• _Action item_: Scan the entries for the word "PgPool". Every line that has it should be copied.

• _Supplied entries_:
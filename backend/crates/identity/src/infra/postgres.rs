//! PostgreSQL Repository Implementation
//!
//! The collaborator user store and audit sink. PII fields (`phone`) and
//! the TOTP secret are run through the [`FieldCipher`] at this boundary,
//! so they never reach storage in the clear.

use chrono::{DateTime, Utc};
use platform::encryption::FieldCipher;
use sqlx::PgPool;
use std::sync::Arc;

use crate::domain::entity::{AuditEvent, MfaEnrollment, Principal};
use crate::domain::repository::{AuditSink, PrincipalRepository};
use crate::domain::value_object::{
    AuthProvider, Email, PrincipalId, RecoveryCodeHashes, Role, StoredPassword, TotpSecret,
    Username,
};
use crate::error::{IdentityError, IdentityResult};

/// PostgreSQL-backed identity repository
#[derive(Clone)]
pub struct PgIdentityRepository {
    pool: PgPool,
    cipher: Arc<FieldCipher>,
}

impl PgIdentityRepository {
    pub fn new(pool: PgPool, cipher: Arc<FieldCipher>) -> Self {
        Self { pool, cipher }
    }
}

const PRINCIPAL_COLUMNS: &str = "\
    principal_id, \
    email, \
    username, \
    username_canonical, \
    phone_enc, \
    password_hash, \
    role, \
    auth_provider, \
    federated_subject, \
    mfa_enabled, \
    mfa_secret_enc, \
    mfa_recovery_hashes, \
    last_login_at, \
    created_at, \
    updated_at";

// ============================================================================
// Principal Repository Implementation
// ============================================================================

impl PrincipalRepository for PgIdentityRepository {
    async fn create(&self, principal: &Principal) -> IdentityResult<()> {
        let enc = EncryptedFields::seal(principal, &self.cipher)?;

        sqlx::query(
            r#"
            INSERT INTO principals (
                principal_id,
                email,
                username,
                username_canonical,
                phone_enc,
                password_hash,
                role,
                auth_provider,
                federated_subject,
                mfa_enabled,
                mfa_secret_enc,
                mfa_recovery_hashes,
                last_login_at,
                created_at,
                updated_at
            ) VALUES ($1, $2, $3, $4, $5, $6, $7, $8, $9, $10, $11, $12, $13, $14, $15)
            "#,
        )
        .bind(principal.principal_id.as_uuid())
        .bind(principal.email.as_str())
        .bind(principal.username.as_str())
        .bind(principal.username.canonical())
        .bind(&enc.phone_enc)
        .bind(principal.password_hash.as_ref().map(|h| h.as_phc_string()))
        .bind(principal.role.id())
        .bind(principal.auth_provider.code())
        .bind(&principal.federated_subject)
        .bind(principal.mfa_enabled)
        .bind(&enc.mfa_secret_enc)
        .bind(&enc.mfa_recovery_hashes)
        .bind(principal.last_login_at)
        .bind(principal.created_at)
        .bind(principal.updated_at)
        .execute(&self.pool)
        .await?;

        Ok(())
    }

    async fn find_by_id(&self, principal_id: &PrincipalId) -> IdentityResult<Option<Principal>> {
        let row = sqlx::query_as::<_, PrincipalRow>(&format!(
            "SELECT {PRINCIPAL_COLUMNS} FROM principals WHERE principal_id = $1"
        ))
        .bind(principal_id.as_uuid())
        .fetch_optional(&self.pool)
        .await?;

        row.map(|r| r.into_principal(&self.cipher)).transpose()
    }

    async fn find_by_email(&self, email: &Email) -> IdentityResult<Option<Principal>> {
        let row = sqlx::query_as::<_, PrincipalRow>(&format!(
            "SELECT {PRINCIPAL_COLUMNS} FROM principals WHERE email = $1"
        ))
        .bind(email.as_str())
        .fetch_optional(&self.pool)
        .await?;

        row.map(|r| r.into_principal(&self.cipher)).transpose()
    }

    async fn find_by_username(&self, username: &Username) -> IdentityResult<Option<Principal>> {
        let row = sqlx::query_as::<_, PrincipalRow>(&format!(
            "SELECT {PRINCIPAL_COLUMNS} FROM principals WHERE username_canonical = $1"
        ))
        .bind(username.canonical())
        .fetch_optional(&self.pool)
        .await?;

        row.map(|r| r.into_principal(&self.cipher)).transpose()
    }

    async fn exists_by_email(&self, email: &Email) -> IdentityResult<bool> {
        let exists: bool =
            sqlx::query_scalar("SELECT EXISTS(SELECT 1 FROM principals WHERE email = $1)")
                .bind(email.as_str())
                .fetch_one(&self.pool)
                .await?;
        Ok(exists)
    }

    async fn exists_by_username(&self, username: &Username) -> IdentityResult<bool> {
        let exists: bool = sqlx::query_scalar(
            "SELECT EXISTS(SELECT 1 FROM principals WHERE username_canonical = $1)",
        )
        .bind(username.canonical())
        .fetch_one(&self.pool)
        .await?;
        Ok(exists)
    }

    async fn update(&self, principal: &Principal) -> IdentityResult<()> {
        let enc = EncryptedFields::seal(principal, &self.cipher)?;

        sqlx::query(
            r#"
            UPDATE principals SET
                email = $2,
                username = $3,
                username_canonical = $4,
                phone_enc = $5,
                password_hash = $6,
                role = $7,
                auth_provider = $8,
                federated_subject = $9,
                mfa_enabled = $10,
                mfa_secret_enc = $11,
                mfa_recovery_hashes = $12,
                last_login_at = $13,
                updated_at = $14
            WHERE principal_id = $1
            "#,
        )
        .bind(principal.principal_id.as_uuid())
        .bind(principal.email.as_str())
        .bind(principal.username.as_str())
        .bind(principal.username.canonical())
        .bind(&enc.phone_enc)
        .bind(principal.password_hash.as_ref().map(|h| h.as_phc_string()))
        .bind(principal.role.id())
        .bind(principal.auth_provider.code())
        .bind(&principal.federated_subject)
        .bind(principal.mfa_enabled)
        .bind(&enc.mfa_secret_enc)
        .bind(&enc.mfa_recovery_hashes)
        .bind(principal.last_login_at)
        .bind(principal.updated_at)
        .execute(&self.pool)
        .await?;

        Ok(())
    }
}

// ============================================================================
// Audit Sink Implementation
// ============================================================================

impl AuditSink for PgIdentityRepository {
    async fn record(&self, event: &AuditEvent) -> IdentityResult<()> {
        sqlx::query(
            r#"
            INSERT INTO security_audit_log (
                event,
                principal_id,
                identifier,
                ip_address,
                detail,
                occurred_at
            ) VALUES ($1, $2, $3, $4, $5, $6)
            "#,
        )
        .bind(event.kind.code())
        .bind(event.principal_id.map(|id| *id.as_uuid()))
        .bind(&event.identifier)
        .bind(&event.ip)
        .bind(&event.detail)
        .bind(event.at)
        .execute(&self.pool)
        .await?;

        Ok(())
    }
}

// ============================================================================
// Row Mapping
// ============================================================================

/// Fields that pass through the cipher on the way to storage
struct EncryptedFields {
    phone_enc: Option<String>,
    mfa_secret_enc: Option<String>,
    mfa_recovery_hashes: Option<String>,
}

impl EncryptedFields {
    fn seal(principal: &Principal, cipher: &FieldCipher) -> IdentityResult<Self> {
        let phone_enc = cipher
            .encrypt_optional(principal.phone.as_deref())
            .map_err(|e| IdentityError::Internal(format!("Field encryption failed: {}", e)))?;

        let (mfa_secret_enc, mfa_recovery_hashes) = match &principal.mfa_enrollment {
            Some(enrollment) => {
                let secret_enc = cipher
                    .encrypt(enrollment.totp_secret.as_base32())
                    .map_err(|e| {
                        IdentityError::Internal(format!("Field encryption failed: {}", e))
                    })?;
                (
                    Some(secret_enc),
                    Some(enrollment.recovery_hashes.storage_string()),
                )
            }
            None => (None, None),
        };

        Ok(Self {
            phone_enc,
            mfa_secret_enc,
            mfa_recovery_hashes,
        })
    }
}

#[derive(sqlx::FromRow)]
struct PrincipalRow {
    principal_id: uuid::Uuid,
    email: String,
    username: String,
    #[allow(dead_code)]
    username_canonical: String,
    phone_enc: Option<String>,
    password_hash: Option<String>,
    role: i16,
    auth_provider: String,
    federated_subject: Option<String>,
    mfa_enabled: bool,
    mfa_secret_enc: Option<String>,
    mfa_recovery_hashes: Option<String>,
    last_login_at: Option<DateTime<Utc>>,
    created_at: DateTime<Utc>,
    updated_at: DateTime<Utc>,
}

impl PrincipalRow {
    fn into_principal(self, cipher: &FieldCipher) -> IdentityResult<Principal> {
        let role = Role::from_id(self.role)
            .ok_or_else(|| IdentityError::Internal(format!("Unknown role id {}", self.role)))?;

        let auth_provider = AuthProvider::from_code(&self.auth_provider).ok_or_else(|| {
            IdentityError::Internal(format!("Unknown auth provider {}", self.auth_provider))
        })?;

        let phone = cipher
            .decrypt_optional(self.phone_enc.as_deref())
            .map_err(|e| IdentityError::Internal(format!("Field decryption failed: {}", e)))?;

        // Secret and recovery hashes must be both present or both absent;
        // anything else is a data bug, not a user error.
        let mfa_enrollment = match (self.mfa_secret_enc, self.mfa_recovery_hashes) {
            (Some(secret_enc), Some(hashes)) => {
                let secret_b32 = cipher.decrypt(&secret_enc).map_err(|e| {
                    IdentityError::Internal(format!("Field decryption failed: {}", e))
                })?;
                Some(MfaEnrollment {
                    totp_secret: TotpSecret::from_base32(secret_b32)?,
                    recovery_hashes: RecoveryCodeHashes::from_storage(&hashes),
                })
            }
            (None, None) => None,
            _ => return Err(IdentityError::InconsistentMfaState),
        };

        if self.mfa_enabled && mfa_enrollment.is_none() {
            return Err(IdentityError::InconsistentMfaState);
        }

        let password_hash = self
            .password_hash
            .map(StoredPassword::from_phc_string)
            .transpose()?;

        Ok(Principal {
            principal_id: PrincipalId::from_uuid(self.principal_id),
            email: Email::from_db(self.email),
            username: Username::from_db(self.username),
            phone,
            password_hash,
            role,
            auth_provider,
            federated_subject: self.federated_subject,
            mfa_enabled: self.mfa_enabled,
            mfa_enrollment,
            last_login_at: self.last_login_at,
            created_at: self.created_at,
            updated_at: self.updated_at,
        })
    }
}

• _Finished task_:
use sqlx::PgPool;
    pool: PgPool,
    pub fn new(pool: PgPool, cipher: Arc<FieldCipher>) -> Self {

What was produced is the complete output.